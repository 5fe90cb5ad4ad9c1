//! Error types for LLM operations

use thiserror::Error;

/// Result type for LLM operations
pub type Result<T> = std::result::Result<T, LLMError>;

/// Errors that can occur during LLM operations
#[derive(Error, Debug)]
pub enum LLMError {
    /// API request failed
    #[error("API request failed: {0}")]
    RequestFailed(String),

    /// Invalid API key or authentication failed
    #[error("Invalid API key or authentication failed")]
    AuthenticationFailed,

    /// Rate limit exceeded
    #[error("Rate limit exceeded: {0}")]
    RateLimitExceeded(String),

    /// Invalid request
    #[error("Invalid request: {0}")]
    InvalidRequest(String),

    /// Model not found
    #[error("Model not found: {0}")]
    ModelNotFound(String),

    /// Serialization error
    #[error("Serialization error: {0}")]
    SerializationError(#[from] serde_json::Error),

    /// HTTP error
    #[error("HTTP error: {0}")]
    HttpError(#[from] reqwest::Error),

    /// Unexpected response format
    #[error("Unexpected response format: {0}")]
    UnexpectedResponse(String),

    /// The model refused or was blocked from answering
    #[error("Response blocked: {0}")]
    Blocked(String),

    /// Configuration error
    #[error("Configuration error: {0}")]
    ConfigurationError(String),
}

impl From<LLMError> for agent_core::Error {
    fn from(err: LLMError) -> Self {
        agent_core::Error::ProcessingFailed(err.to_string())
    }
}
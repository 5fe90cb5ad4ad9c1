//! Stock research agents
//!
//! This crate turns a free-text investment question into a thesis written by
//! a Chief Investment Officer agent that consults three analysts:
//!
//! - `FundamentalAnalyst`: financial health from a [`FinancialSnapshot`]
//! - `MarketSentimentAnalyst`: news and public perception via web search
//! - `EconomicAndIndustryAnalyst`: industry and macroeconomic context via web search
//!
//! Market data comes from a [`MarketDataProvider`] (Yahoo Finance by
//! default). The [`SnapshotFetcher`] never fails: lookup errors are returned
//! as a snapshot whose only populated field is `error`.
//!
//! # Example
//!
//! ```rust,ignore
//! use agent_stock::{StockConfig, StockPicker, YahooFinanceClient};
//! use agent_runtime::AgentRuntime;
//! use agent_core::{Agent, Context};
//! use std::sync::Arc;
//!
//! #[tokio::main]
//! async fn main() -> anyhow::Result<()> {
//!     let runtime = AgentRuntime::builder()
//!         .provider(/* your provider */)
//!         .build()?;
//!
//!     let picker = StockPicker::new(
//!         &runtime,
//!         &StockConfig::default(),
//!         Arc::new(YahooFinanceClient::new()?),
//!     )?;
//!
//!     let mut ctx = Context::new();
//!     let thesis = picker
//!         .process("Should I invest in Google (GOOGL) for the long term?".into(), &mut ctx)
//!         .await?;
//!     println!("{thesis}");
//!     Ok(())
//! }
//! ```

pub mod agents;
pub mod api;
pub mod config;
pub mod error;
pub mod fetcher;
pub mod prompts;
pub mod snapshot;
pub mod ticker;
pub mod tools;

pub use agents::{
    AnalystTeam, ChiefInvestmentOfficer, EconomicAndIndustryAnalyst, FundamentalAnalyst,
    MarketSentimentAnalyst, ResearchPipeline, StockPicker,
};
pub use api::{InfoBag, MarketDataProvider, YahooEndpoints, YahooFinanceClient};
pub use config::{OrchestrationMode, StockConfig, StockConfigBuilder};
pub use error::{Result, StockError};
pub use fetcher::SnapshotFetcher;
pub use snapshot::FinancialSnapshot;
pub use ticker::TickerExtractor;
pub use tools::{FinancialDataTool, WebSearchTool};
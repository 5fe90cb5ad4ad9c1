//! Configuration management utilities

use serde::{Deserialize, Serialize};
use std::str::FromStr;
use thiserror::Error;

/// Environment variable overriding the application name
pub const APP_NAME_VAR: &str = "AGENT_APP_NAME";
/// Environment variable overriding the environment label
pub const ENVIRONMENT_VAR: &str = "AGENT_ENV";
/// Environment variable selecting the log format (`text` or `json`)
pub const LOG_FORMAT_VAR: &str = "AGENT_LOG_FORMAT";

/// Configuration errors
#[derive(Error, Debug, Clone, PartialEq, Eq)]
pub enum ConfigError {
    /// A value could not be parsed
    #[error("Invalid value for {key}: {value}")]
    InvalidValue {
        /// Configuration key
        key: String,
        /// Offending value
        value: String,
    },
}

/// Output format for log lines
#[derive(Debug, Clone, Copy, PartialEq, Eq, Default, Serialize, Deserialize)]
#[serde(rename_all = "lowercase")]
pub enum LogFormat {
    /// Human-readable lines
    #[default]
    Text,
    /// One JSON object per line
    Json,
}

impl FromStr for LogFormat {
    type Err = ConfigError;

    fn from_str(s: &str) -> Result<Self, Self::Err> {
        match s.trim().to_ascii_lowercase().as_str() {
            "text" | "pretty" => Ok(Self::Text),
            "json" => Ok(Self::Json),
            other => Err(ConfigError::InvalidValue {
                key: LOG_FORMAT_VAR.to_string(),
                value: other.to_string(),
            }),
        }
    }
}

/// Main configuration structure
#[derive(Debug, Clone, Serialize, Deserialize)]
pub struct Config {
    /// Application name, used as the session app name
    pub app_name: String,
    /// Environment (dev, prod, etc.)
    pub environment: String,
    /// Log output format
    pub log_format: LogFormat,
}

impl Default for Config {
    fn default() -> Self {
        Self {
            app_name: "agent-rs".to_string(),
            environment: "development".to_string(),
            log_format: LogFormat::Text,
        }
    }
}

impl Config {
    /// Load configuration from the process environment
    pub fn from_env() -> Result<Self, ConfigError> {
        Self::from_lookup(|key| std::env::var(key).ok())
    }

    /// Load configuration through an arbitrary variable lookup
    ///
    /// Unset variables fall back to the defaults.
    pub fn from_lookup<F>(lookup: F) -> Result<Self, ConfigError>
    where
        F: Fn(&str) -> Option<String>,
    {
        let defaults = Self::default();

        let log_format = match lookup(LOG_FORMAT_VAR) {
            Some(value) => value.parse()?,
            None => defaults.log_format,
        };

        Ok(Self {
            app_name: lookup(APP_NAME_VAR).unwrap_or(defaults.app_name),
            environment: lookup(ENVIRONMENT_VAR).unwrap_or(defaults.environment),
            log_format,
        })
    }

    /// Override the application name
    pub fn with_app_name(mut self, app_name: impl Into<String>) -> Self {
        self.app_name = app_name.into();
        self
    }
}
******
--- EXERCISE DETAILS ---
Transcribe the full listing, word for word.

--- OUTPUT OF THE TASK ---
repository 5fe90cb5ad4ad9c1
//! Error types for LLM operations

use thiserror::Error;

/// Result type for LLM operations
pub type Result<T> = std::result::Result<T, LLMError>;

/// Errors that can occur during LLM operations
#[derive(Error, Debug)]
pub enum LLMError {
    /// API request failed
    #[error("API request failed: {0}")]
    RequestFailed(String),

    /// Invalid API key or authentication failed
    #[error("Invalid API key or authentication failed")]
    AuthenticationFailed,

    /// Rate limit exceeded
    #[error("Rate limit exceeded: {0}")]
    RateLimitExceeded(String),

    /// Invalid request
    #[error("Invalid request: {0}")]
    InvalidRequest(String),

    /// Model not found
    #[error("Model not found: {0}")]
    ModelNotFound(String),

    /// Serialization error
    #[error("Serialization error: {0}")]
    SerializationError(#[from] serde_json::Error),

    /// HTTP error
    #[error("HTTP error: {0}")]
    HttpError(#[from] reqwest::Error),

    /// Unexpected response format
    #[error("Unexpected response format: {0}")]
    UnexpectedResponse(String),

    /// The model refused or was blocked from answering
    #[error("Response blocked: {0}")]
    Blocked(String),

    /// Configuration error
    #[error("Configuration error: {0}")]
    ConfigurationError(String),
}

impl From<LLMError> for agent_core::Error {
    fn from(err: LLMError) -> Self {
        agent_core::Error::ProcessingFailed(err.to_string())
    }
}
repository 5fe90cb5ad4ad9c1
//! Stock research agents
//!
//! This crate turns a free-text investment question into a thesis written by
//! a Chief Investment Officer agent that consults three analysts:
//!
//! - `FundamentalAnalyst`: financial health from a [`FinancialSnapshot`]
//! - `MarketSentimentAnalyst`: news and public perception via web search
//! - `EconomicAndIndustryAnalyst`: industry and macroeconomic context via web search
//!
//! Market data comes from a [`MarketDataProvider`] (Yahoo Finance by
//! default). The [`SnapshotFetcher`] never fails: lookup errors are returned
//! as a snapshot whose only populated field is `error`.
//!
//! # Example
//!
//! ```rust,ignore
//! use agent_stock::{StockConfig, StockPicker, YahooFinanceClient};
//! use agent_runtime::AgentRuntime;
//! use agent_core::{Agent, Context};
//! use std::sync::Arc;
//!
//! #[tokio::main]
//! async fn main() -> anyhow::Result<()> {
//!     let runtime = AgentRuntime::builder()
//!         .provider(/* your provider */)
//!         .build()?;
//!
//!     let picker = StockPicker::new(
//!         &runtime,
//!         &StockConfig::default(),
//!         Arc::new(YahooFinanceClient::new()?),
//!     )?;
//!
//!     let mut ctx = Context::new();
//!     let thesis = picker
//!         .process("Should I invest in Google (GOOGL) for the long term?".into(), &mut ctx)
//!         .await?;
//!     println!("{thesis}");
//!     Ok(())
//! }
//! ```

pub mod agents;
pub mod api;
pub mod config;
pub mod error;
pub mod fetcher;
pub mod prompts;
pub mod snapshot;
pub mod ticker;
pub mod tools;

pub use agents::{
    AnalystTeam, ChiefInvestmentOfficer, EconomicAndIndustryAnalyst, FundamentalAnalyst,
    MarketSentimentAnalyst, ResearchPipeline, StockPicker,
};
pub use api::{InfoBag, MarketDataProvider, YahooEndpoints, YahooFinanceClient};
pub use config::{OrchestrationMode, StockConfig, StockConfigBuilder};
pub use error::{Result, StockError};
pub use fetcher::SnapshotFetcher;
pub use snapshot::FinancialSnapshot;
pub use ticker::TickerExtractor;
pub use tools::{FinancialDataTool, WebSearchTool};
repository 5fe90cb5ad4ad9c1
//! Configuration management utilities

use serde::{Deserialize, Serialize};
use std::str::FromStr;
use thiserror::Error;

/// Environment variable overriding the application name
pub const APP_NAME_VAR: &str = "AGENT_APP_NAME";
/// Environment variable overriding the environment label
pub const ENVIRONMENT_VAR: &str = "AGENT_ENV";
/// Environment variable selecting the log format (`text` or `json`)
pub const LOG_FORMAT_VAR: &str = "AGENT_LOG_FORMAT";

/// Configuration errors
#[derive(Error, Debug, Clone, PartialEq, Eq)]
pub enum ConfigError {
    /// A value could not be parsed
    #[error("Invalid value for {key}: {value}")]
    InvalidValue {
        /// Configuration key
        key: String,
        /// Offending value
        value: String,
    },
}

/// Output format for log lines
#[derive(Debug, Clone, Copy, PartialEq, Eq, Default, Serialize, Deserialize)]
#[serde(rename_all = "lowercase")]
pub enum LogFormat {
    /// Human-readable lines
    #[default]
    Text,
    /// One JSON object per line
    Json,
}

impl FromStr for LogFormat {
    type Err = ConfigError;

    fn from_str(s: &str) -> Result<Self, Self::Err> {
        match s.trim().to_ascii_lowercase().as_str() {
            "text" | "pretty" => Ok(Self::Text),
            "json" => Ok(Self::Json),
            other => Err(ConfigError::InvalidValue {
                key: LOG_FORMAT_VAR.to_string(),
                value: other.to_string(),
            }),
        }
    }
}

/// Main configuration structure
#[derive(Debug, Clone, Serialize, Deserialize)]
pub struct Config {
    /// Application name, used as the session app name
    pub app_name: String,
    /// Environment (dev, prod, etc.)
    pub environment: String,
    /// Log output format
    pub log_format: LogFormat,
}

impl Default for Config {
    fn default() -> Self {
        Self {
            app_name: "agent-rs".to_string(),
            environment: "development".to_string(),
            log_format: LogFormat::Text,
        }
    }
}

impl Config {
    /// Load configuration from the process environment
    pub fn from_env() -> Result<Self, ConfigError> {
        Self::from_lookup(|key| std::env::var(key).ok())
    }

    /// Load configuration through an arbitrary variable lookup
    ///
    /// Unset variables fall back to the defaults.
    pub fn from_lookup<F>(lookup: F) -> Result<Self, ConfigError>
    where
        F: Fn(&str) -> Option<String>,
    {
        let defaults = Self::default();

        let log_format = match lookup(LOG_FORMAT_VAR) {
            Some(value) => value.parse()?,
            None => defaults.log_format,
        };

        Ok(Self {
            app_name: lookup(APP_NAME_VAR).unwrap_or(defaults.app_name),
            environment: lookup(ENVIRONMENT_VAR).unwrap_or(defaults.environment),
            log_format,
        })
    }

    /// Override the application name
    pub fn with_app_name(mut self, app_name: impl Into<String>) -> Self {
        self.app_name = app_name.into();
        self
    }
}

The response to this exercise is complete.